4「なくなるエネルギーとなくならないエネルギー」
発電所で使うエネルギーはなくなるエネルギーとなくならないエネルギーの二つに分けることができることを教えました。石油、石炭、天然ガス、ウランがなくなるエネルギー(枯渇エネルギー)です。そして、水、風、太陽、地熱がなくならないエネルギー(再生可能エネルギー)です。発電の95%を、なくなるエネルギーに頼っていることを伝えると、なくならないエネルギーで発電する必要を子供達は感じたようです。再生可能エネルギーを使ったどんな発電があるのか、写真をつかって紹介しました。ラクダの背中で太陽光発電、トイレの洗浄水でマイクロ水力発電、家畜の糞尿でバイオマス発電、サッカースタジアムで振動発電などに子どもたちは興味津々でした。波力発電、海流発電、潮力発電なども教えました。
5「学校で発電できるかな?」
これらの発電方法を自分たちの身近なところで使うことはできないか、子どのたちにアイデアを話し合ってもらいました。 「校庭の下に振動発電を埋める。体育館の床にも階段にも振動発電。」「ランドセルにソーラーパネルがついていて、それで発電する。みんなで学校にそれを背負ってきて、ためた電気でエアコンをつける。」「半透明の太陽光パネルを自動車の窓につける。暑くならないし。」「鉛筆削りに発電機をつけて鉛筆を削りながら、その力で発電する。」「クーラーボックスの上にソーラーパネルをつけて冷蔵庫みたいに冷やす。」「エコカーの屋根に太陽光パネルをのせて、車輪のまわる力でも電気をおこす。車体のうしろのほうに電気をためて、そこを開けるとコンセントになっていて使えるようにする。」「黒板にトントントンって書く振動で発電する。」「帽子のてっぺんにソーラーパネルがついていて、夏はひさしのところで扇風機を回す。冬は電気でカイロをあっためるのに使う」 キラキラと目を輝かせながら発言が続き、50近くのアイデアがでました。子どもたちの想像力が未来にはばたいた時間でした。
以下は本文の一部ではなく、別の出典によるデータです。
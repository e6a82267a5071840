//! Read-only chain access.
//!
//! # Responsibilities
//! - Connect to JSON-RPC endpoints (primary + failovers)
//! - Query chain state (blocks, balances, allowances, receipts)
//! - Hand out typed contract instances for view calls and simulations
//! - Enforce a timeout on every RPC round trip

use alloy::eips::BlockNumberOrTag;
use alloy::primitives::{Address, TxHash, U256};
use alloy::providers::{Provider, RootProvider};
use alloy::rpc::types::TransactionReceipt;
use std::future::Future;
use std::time::Duration;
use tokio::time::timeout;

use crate::chain::contracts::{IERC20, MigrationEscrow, StakedMetro};
use crate::chain::types::{BlockInfo, ChainConfig, ChainError, ChainId, ChainResult};

/// Blockchain read client with failover support.
#[derive(Clone)]
pub struct ChainReader {
    /// Providers in priority order (primary first).
    providers: Vec<RootProvider>,
    config: ChainConfig,
    timeout_duration: Duration,
}

impl ChainReader {
    /// Create a new reader from configuration.
    ///
    /// Connection is lazy; a reachable node is not required here. The chain ID
    /// is verified best-effort so a misconfigured endpoint shows up in logs
    /// instead of as silent wrong-chain reads.
    pub async fn new(config: ChainConfig) -> ChainResult<Self> {
        let timeout_duration = Duration::from_secs(config.rpc_timeout_secs);
        let mut providers = Vec::new();

        let primary: url::Url = config.rpc_url.parse().map_err(|e| {
            ChainError::Rpc(format!("invalid RPC URL '{}': {}", config.rpc_url, e))
        })?;
        providers.push(RootProvider::new_http(primary));

        for url_str in &config.failover_urls {
            match url_str.parse() {
                Ok(url) => providers.push(RootProvider::new_http(url)),
                Err(_) => tracing::warn!(url = %url_str, "Ignoring invalid failover RPC URL"),
            }
        }

        let reader = Self {
            providers,
            config: config.clone(),
            timeout_duration,
        };

        match reader.verify_chain_id().await {
            Ok(()) => {
                tracing::info!(
                    rpc_url = %config.rpc_url,
                    chain_id = config.chain_id,
                    "Chain reader initialized"
                );
            }
            Err(e) => {
                tracing::warn!(
                    error = %e,
                    "Chain reader initialized but chain verification failed"
                );
            }
        }

        Ok(reader)
    }

    /// Verify the connected chain ID matches configuration.
    pub async fn verify_chain_id(&self) -> ChainResult<()> {
        let chain_id = self.get_chain_id().await?;
        if chain_id.0 != self.config.chain_id {
            return Err(ChainError::ChainMismatch {
                expected: self.config.chain_id,
                actual: chain_id.0,
            });
        }
        Ok(())
    }

    /// Run a primitive query against each provider in turn until one answers.
    async fn failover<'a, T, F, Fut>(&'a self, what: &'static str, call: F) -> ChainResult<T>
    where
        F: Fn(&'a RootProvider) -> Fut,
        Fut: Future<Output = Result<T, alloy::transports::TransportError>> + 'a,
    {
        for (i, provider) in self.providers.iter().enumerate() {
            match timeout(self.timeout_duration, call(provider)).await {
                Ok(Ok(result)) => return Ok(result),
                Ok(Err(e)) => {
                    tracing::warn!(provider_idx = i, query = what, error = %e, "RPC error, trying next provider");
                }
                Err(_) => {
                    tracing::warn!(provider_idx = i, query = what, "RPC timeout, trying next provider");
                }
            }
        }
        Err(ChainError::Rpc(format!("all RPC providers failed: {what}")))
    }

    /// Get the chain ID from the RPC.
    pub async fn get_chain_id(&self) -> ChainResult<ChainId> {
        self.failover("chain_id", |p| async move { p.get_chain_id().await })
            .await
            .map(ChainId)
    }

    /// Get the latest block number.
    pub async fn get_block_number(&self) -> ChainResult<u64> {
        self.failover("block_number", |p| async move { p.get_block_number().await })
            .await
    }

    /// Get the latest block's number and timestamp.
    ///
    /// Unlock-time math uses this instead of the client clock.
    pub async fn latest_block(&self) -> ChainResult<BlockInfo> {
        let block = self
            .failover("latest_block", |p| async move {
                p.get_block_by_number(BlockNumberOrTag::Latest).await
            })
            .await?
            .ok_or_else(|| ChainError::Rpc("node returned no latest block".to_string()))?;

        Ok(BlockInfo {
            number: block.header.number,
            timestamp: block.header.timestamp,
        })
    }

    /// Get the native-asset balance of an address.
    pub async fn get_balance(&self, address: Address) -> ChainResult<U256> {
        self.failover("balance", move |p| async move { p.get_balance(address).await })
            .await
    }

    /// Get the transaction count (nonce) for an address.
    pub async fn get_transaction_count(&self, address: Address) -> ChainResult<u64> {
        self.failover("transaction_count", move |p| async move {
            p.get_transaction_count(address).await
        })
        .await
    }

    /// Get a transaction receipt by hash, `None` while still pending.
    pub async fn get_transaction_receipt(
        &self,
        tx_hash: TxHash,
    ) -> ChainResult<Option<TransactionReceipt>> {
        self.failover("receipt", move |p| async move {
            p.get_transaction_receipt(tx_hash).await
        })
        .await
    }

    /// Get current gas price in wei.
    pub async fn get_gas_price(&self) -> ChainResult<u128> {
        self.failover("gas_price", |p| async move { p.get_gas_price().await })
            .await
    }

    /// ERC-20 balance of `owner`.
    pub async fn erc20_balance(&self, token: Address, owner: Address) -> ChainResult<U256> {
        let erc20 = IERC20::new(token, self.primary().clone());
        self.contract_call(erc20.balanceOf(owner).call()).await
    }

    /// ERC-20 allowance granted by `owner` to `spender`.
    pub async fn erc20_allowance(
        &self,
        token: Address,
        owner: Address,
        spender: Address,
    ) -> ChainResult<U256> {
        let erc20 = IERC20::new(token, self.primary().clone());
        self.contract_call(erc20.allowance(owner, spender).call())
            .await
    }

    /// Typed handle on the migration escrow.
    pub fn escrow(&self, address: Address) -> MigrationEscrow::MigrationEscrowInstance<RootProvider> {
        MigrationEscrow::new(address, self.primary().clone())
    }

    /// Typed handle on the xMETRO staking token.
    pub fn staked(&self, address: Address) -> StakedMetro::StakedMetroInstance<RootProvider> {
        StakedMetro::new(address, self.primary().clone())
    }

    /// Await a typed contract call under the configured RPC timeout.
    pub(crate) async fn contract_call<T>(
        &self,
        fut: impl Future<Output = Result<T, alloy::contract::Error>>,
    ) -> ChainResult<T> {
        match timeout(self.timeout_duration, fut).await {
            Ok(Ok(value)) => Ok(value),
            Ok(Err(e)) => Err(ChainError::Contract(e)),
            Err(_) => Err(ChainError::Timeout(self.config.rpc_timeout_secs)),
        }
    }

    /// Check if the chain is reachable.
    pub async fn is_healthy(&self) -> bool {
        self.get_block_number().await.is_ok()
    }

    /// Get the primary provider.
    pub fn primary(&self) -> &RootProvider {
        &self.providers[0]
    }

    /// Get the configuration.
    pub fn config(&self) -> &ChainConfig {
        &self.config
    }
}

impl std::fmt::Debug for ChainReader {
    fn fmt(&self, f: &mut std::fmt::Formatter<'_>) -> std::fmt::Result {
        f.debug_struct("ChainReader")
            .field("rpc_url", &self.config.rpc_url)
            .field("chain_id", &self.config.chain_id)
            .field("timeout_secs", &self.config.rpc_timeout_secs)
            .finish()
    }
}
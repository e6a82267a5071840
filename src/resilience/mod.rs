//! Resilience subsystem.
//!
//! # Data Flow
//! ```text
//! Keystroke → debounce.rs (trailing-edge wait, newest caller wins)
//! Async fetch → generation.rs (supersede stale results before publish)
//! ```
//!
//! # Design Decisions
//! - No locking primitive: all mutation happens on the cooperative runtime,
//!   so a generation counter is enough to stop stale-write races
//! - Debounce is decoupled from any rendering lifecycle

pub mod debounce;
pub mod generation;

pub use debounce::{Debounce, Debouncer};
pub use generation::{Generation, Ticket};
//! Latest-request-wins guard.
//!
//! Concurrent async fetches over shared state can resolve out of order; a
//! superseded request's result must never overwrite newer state. Each request
//! takes a ticket; only the holder of the newest ticket may publish.

use std::sync::atomic::{AtomicU64, Ordering};
use std::sync::Arc;

/// Monotonic request-generation counter.
#[derive(Debug, Clone, Default)]
pub struct Generation {
    counter: Arc<AtomicU64>,
}

/// A claim on one generation. Stale once any newer ticket is issued.
#[derive(Debug, Clone, Copy, PartialEq, Eq)]
pub struct Ticket(u64);

impl Generation {
    pub fn new() -> Self {
        Self::default()
    }

    /// Start a new request, superseding all earlier tickets.
    pub fn begin(&self) -> Ticket {
        Ticket(self.counter.fetch_add(1, Ordering::SeqCst) + 1)
    }

    /// Whether `ticket` is still the newest issued.
    pub fn is_current(&self, ticket: Ticket) -> bool {
        self.counter.load(Ordering::SeqCst) == ticket.0
    }

    /// Invalidate every outstanding ticket without starting a request.
    pub fn bump(&self) {
        self.counter.fetch_add(1, Ordering::SeqCst);
    }
}
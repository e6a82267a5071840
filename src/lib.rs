//! Headless client for the THOR/yTHOR → METRO migration-and-staking product.
//!
//! # Architecture Overview
//!
//! ```text
//!  user input
//!      │
//!      ▼
//!  ┌────────────┐   pure    ┌─────────────┐  eth_call  ┌──────────────┐
//!  │ validation │──────────▶│ estimation  │───────────▶│ chain reader │
//!  └────────────┘           └─────────────┘            └──────┬───────┘
//!      │                                                      │
//!      ▼                                                      ▼
//!  ┌──────────────────────────────────────────┐        ┌──────────────┐
//!  │ orchestrator                             │ write  │ chain writer │
//!  │ validate → approve gate → gas → submit   │───────▶│ sign + send  │
//!  │ → receipt → classify → refresh           │        └──────────────┘
//!  └──────┬───────────────────────────┬───────┘
//!         │ notifications             │ refresh
//!         ▼                           ▼
//!  ┌──────────────┐            ┌─────────────────────────────┐
//!  │ notify sink  │            │ state (static cache, fresh  │
//!  └──────────────┘            │ dynamic snapshots)          │
//!                              └─────────────────────────────┘
//! ```
//!
//! The REST backend (reward/gas history, signed gas withdrawal) hangs off to
//! the side in `backend`; `resilience` provides the debounce and
//! latest-request-wins primitives everything above relies on.

// Core subsystems
pub mod actions;
pub mod chain;
pub mod estimation;
pub mod orchestrator;
pub mod state;
pub mod validation;

// Collaborators
pub mod backend;
pub mod tokens;

// Cross-cutting concerns
pub mod config;
pub mod observability;
pub mod resilience;

pub use actions::{ActionKind, MigrationPhase, PendingAction, WithdrawKind};
pub use chain::{Account, ChainReader, ChainWriter, ContractSet};
pub use config::{load_config, ClientConfig};
pub use orchestrator::{Orchestrator, OrchestratorError, TxOutcome};
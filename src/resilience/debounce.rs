//! Headless debounce primitive.
//!
//! Keystroke-driven validation and estimation should not fire on every
//! character. Callers await `settle()`; if another call arrives during the
//! wait, the earlier caller is told to skip its work. No UI lifecycle
//! involved, so the behavior is testable directly.

use std::time::Duration;
use tokio::time::sleep;

use crate::resilience::generation::Generation;

/// Outcome of a debounce wait.
#[derive(Debug, Clone, Copy, PartialEq, Eq)]
pub enum Debounce {
    /// This caller is the latest; run the work.
    Run,
    /// A newer call arrived during the wait; skip.
    Skip,
}

/// Trailing-edge debouncer.
#[derive(Debug, Clone)]
pub struct Debouncer {
    wait: Duration,
    generation: Generation,
}

impl Debouncer {
    pub fn new(wait: Duration) -> Self {
        Self {
            wait,
            generation: Generation::new(),
        }
    }

    pub fn from_millis(wait_ms: u64) -> Self {
        Self::new(Duration::from_millis(wait_ms))
    }

    /// Wait out the debounce window. Returns [`Debounce::Run`] only for the
    /// newest caller.
    pub async fn settle(&self) -> Debounce {
        let ticket = self.generation.begin();
        sleep(self.wait).await;
        if self.generation.is_current(ticket) {
            Debounce::Run
        } else {
            Debounce::Skip
        }
    }

    /// Drop all pending callers without starting a new one.
    pub fn cancel(&self) {
        self.generation.bump();
    }
}

#[cfg(test)]
mod tests {
    use super::*;

    #[tokio::test]
    async fn test_single_caller_runs() {
        let debouncer = Debouncer::from_millis(10);
        assert_eq!(debouncer.settle().await, Debounce::Run);
    }

    #[tokio::test]
    async fn test_newer_call_supersedes() {
        let debouncer = Debouncer::from_millis(100);

        let early = debouncer.clone();
        let first = tokio::spawn(async move { early.settle().await });
        // Let the first caller take its ticket before the second arrives.
        sleep(Duration::from_millis(10)).await;

        let second = debouncer.settle().await;
        assert_eq!(second, Debounce::Run);
        assert_eq!(first.await.unwrap(), Debounce::Skip);
    }

    #[tokio::test]
    async fn test_cancel_skips_pending() {
        let debouncer = Debouncer::from_millis(100);

        let pending = debouncer.clone();
        let task = tokio::spawn(async move { pending.settle().await });
        sleep(Duration::from_millis(10)).await;

        debouncer.cancel();
        assert_eq!(task.await.unwrap(), Debounce::Skip);
    }
}
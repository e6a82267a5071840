//! Decimal amount parsing and formatting.

use alloy::primitives::utils::{format_units, parse_units};
use alloy::primitives::U256;

/// Why a typed amount failed to parse.
#[derive(Debug, Clone, Copy, PartialEq, Eq)]
pub enum AmountParseError {
    Empty,
    Negative,
    Malformed,
    Zero,
}

/// Parse a user-typed decimal string into base units under `decimals`.
///
/// Rejects empty, negative, malformed, and over-precise inputs, and zero;
/// every action here requires a strictly positive amount.
pub fn parse_amount(input: &str, decimals: u8) -> Result<U256, AmountParseError> {
    let trimmed = input.trim();
    if trimmed.is_empty() {
        return Err(AmountParseError::Empty);
    }
    if trimmed.starts_with('-') {
        return Err(AmountParseError::Negative);
    }

    let parsed = parse_units(trimmed, decimals).map_err(|_| AmountParseError::Malformed)?;
    let value = parsed.get_absolute();

    if value.is_zero() {
        return Err(AmountParseError::Zero);
    }
    Ok(value)
}

/// Render base units as a decimal string under `decimals`, without
/// trailing fractional zeros.
pub fn format_base_units(value: U256, decimals: u8) -> String {
    let rendered = format_units(value, decimals).unwrap_or_else(|_| value.to_string());
    match rendered.split_once('.') {
        Some((whole, frac)) => {
            let frac = frac.trim_end_matches('0');
            if frac.is_empty() {
                whole.to_string()
            } else {
                format!("{whole}.{frac}")
            }
        }
        None => rendered,
    }
}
授業をしてみて、子どもたちの想像力が予想以上に豊かでおもしろかったり、実現可能なほど具体的だったりすることに、未来への大きな希望を感じました。まだ、問題は多いけど、自分たちの使うエネルギーを自分たちで作っていく社会が近未来に実現できると思いました。これからもエネルギーも地産地消です。子どもたちがエネルギーについて意識を高く持ち、未来を築いていくおとなになってほしいと思います。